What of the damned? They, too, as the Body/Soul debates invariably make clear, will suffer the separation of soul and body at death, though their typical reaction is mutual aggression and blame rather than sorrow—the soul taunting the body with the loss of its worldly riches, pride and friendships and blaming it for their joint everlasting destruction, the body retorting that the blame should rest completely with the soul. The end is always the same; the body declines to corruption while Soul is dragged off to hell to experience tortures that will last till judgement day and beyond. At the last judgement, the damned, like the saved, would experience complete reunion of body and soul–but to an exactly opposite fate of eternal torture. Soul, in the Porkington MS version, reminds the corpse that though in the interval between death and resurrection it is insensible to pain, when revived at the Last Judgement it will not attain the painless status of the saved body. Instead:

At the hy jugement doutles we twayne

Schall be sore poonneschyde, we may hit not esschew;

And suffure endles payne ever new and newe

[At the high judgement doubtless we two/Shall be sore punished, that we may not avoid,/And suffer endless pain, ever renewed]. (Halliwell 1855, p. 20)

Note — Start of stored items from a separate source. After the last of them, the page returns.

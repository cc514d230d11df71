//! House-edge simulator.
//!
//! Plays a fixed number of rounds of each game through the engine and prints
//! the observed return-to-player as JSON.

use std::{
    sync::Arc,
    time::{SystemTime, UNIX_EPOCH},
};

use anyhow::{Context, Error, bail};
use casino_engine::{
    BlackjackTurn, EngineConfig, GameEngine, GameKind, GameRng, Ledger, MemoryLedger,
    MemoryReporter, PgLedger, PgRoundReporter, RoundReporter,
    db::{Database, DatabaseConfig},
    game::{baccarat::BaccaratSide, entities::Color, hilo::Guess, roulette::RouletteBet},
    ledger::PlayerId,
    promotions::{ClaimStore, MemoryClaimStore, PgClaimStore},
};
use log::info;
use pico_args::Arguments;
use serde::Serialize;

const HELP: &str = "\
Measure the return-to-player of every casino game

USAGE:
  casino_sim [OPTIONS]

OPTIONS:
  --rounds     N           Rounds played per game  [default: 10000]
  --wager      N           Stake per round  [default: 10]
  --seed       N           Seed for a reproducible run  [default: OS entropy]
  --game       NAME        Only simulate this game (slots, progressive_slots,
                           blackjack, baccarat, roulette, keno, hilo)
  --db-url     URL         Play against a PostgreSQL ledger  [default: env DATABASE_URL, else in-memory]

FLAGS:
  -h, --help               Print help information

ENVIRONMENT:
  DATABASE_URL             PostgreSQL connection string
  SLOT_ALL_SAME_CHANCE     Basic slot override chance
  PROGRESSIVE_JACKPOT_CHANCE, PROGRESSIVE_JACKPOT_BASE, KENO_JACKPOT_BASE,
  JACKPOT_CONTRIBUTION_BPS, CREDIT_RETRY_ATTEMPTS, CREDIT_RETRY_BACKOFF_MS,
  PROMOTION_COOLDOWN_SECS
  RUST_LOG                 Log filter (e.g. info, casino_engine=debug)
";

struct Args {
    rounds: u64,
    wager: i64,
    seed: Option<u64>,
    games: Vec<GameKind>,
    database_url: Option<String>,
}

/// Totals for one game.
#[derive(Debug, Default, Serialize)]
struct GameReport {
    game: Option<GameKind>,
    rounds: u64,
    wagered: i64,
    returned: i64,
    wins: u64,
    jackpots: u64,
    rtp: f64,
}

impl GameReport {
    fn record(&mut self, wager: i64, returned: i64, jackpot: bool) {
        self.rounds += 1;
        self.wagered += wager;
        self.returned += returned;
        if returned > wager {
            self.wins += 1;
        }
        if jackpot {
            self.jackpots += 1;
        }
    }

    fn finish(mut self) -> Self {
        if self.wagered > 0 {
            self.rtp = self.returned as f64 / self.wagered as f64;
        }
        self
    }
}

fn parse_args() -> Result<Args, Error> {
    let mut pargs = Arguments::from_env();

    // Help has a higher priority and should be handled separately.
    if pargs.contains(["-h", "--help"]) {
        print!("{HELP}");
        std::process::exit(0);
    }

    let games = match pargs.opt_value_from_str::<_, String>("--game")? {
        Some(name) => vec![name.parse::<GameKind>()?],
        None => GameKind::ALL.to_vec(),
    };

    let args = Args {
        rounds: pargs.opt_value_from_str("--rounds")?.unwrap_or(10_000),
        wager: pargs.opt_value_from_str("--wager")?.unwrap_or(10),
        seed: pargs.opt_value_from_str("--seed")?,
        games,
        database_url: pargs
            .opt_value_from_str("--db-url")?
            .or_else(|| std::env::var("DATABASE_URL").ok()),
    };

    let remaining = pargs.finish();
    if !remaining.is_empty() {
        bail!("unexpected arguments: {remaining:?}");
    }
    if args.rounds == 0 {
        bail!("--rounds must be at least 1");
    }
    if args.wager <= 0 {
        bail!("--wager must be positive");
    }

    Ok(args)
}

#[tokio::main]
async fn main() -> Result<(), Error> {
    // Load .env file if it exists
    let _ = dotenvy::dotenv();

    let args = parse_args()?;

    env_logger::builder().format_target(false).init();

    let config = EngineConfig::from_env().context("invalid engine configuration")?;
    let rng = match args.seed {
        Some(seed) => GameRng::seeded(seed),
        None => GameRng::from_entropy(),
    };

    let (ledger, reporter, claims, first_player): (
        Arc<dyn Ledger>,
        Arc<dyn RoundReporter>,
        Arc<dyn ClaimStore>,
        PlayerId,
    ) = match &args.database_url {
        Some(url) => {
            let db_config = DatabaseConfig::from_url(url.clone());
            info!("Connecting to database: {}", db_config.redacted_url());
            let db = Database::connect(&db_config)
                .await
                .context("failed to connect to database")?;
            let pool = db.shared_pool();

            // Fresh ids per run so earlier balances don't leak in.
            let secs = SystemTime::now().duration_since(UNIX_EPOCH)?.as_secs();
            let first = i64::try_from(secs)?.saturating_mul(10);
            (
                Arc::new(PgLedger::new(pool.clone())),
                Arc::new(PgRoundReporter::new(pool.clone())),
                Arc::new(PgClaimStore::new(pool)),
                first,
            )
        }
        None => (
            Arc::new(MemoryLedger::new()),
            Arc::new(MemoryReporter::new()),
            Arc::new(MemoryClaimStore::new()),
            1,
        ),
    };

    let engine =
        GameEngine::new(ledger, reporter, Box::new(rng), config).with_claim_store(claims);
    let bankroll = i64::try_from(args.rounds)?
        .checked_mul(args.wager)
        .context("--rounds times --wager overflows the bankroll")?;

    let mut reports = Vec::with_capacity(args.games.len());
    for (i, &game) in args.games.iter().enumerate() {
        let player = first_player + i as PlayerId;
        engine.open_account(player, bankroll).await?;

        info!("Simulating {} rounds of {game}", args.rounds);
        let report = simulate(&engine, game, player, args.rounds, args.wager).await?;
        info!("{game}: RTP {:.4}", report.rtp);
        reports.push(report);
    }

    println!("{}", serde_json::to_string_pretty(&reports)?);
    Ok(())
}

/// Play `rounds` rounds of `game` with a simple fixed strategy.
async fn simulate(
    engine: &GameEngine,
    game: GameKind,
    player: PlayerId,
    rounds: u64,
    wager: i64,
) -> Result<GameReport, Error> {
    let mut report = GameReport {
        game: Some(game),
        ..GameReport::default()
    };
    let keno_ticket: Vec<u8> = vec![7, 14, 21, 28, 35];

    for _ in 0..rounds {
        let (returned, jackpot) = match game {
            GameKind::Slots => {
                let r = engine.spin_slot(player, wager).await?;
                (r.returned, false)
            }
            GameKind::ProgressiveSlots => {
                let r = engine.spin_progressive(player, wager).await?;
                (r.returned, r.outcome.jackpot_award > 0)
            }
            GameKind::Blackjack => (play_blackjack(engine, player, wager).await?, false),
            GameKind::Baccarat => {
                let r = engine
                    .play_baccarat(player, BaccaratSide::Banker, wager)
                    .await?;
                (r.returned, false)
            }
            GameKind::Roulette => {
                let r = engine
                    .spin_roulette(player, RouletteBet::Color(Color::Red), wager)
                    .await?;
                (r.returned, false)
            }
            GameKind::Keno => {
                let r = engine.play_keno(player, keno_ticket.clone(), wager).await?;
                (r.returned, r.outcome.jackpot_award > 0)
            }
            GameKind::HiLo => {
                let guess = if engine.hilo_current_card().rank() <= 7 {
                    Guess::Higher
                } else {
                    Guess::Lower
                };
                let r = engine.play_hilo(player, guess, wager).await?;
                (r.returned, false)
            }
        };
        report.record(wager, returned, jackpot);
    }

    Ok(report.finish())
}

/// Hit below 17, then stand. Returns the gross amount paid back.
async fn play_blackjack(engine: &GameEngine, player: PlayerId, wager: i64) -> Result<i64, Error> {
    let mut turn = engine.start_blackjack(player, wager).await?;
    loop {
        turn = match turn {
            BlackjackTurn::Finished(round) => return Ok(round.returned),
            BlackjackTurn::InProgress(view) if view.player_score < 17 => engine.hit(player).await?,
            BlackjackTurn::InProgress(_) => engine.stand(player).await?,
        };
    }
}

Thus after final judgement the soul, having forfeited its original natural immortality, would literally join the body in its most typical characteristic—death. As the body rotted in the grave, perforated by worms, so the souls of the damned in hell might continue to exist; but that existence, as Augustine remarked, should more correctly be termed death than life, in the absence of God (Augustine 1998,Book 13, Chap. 2).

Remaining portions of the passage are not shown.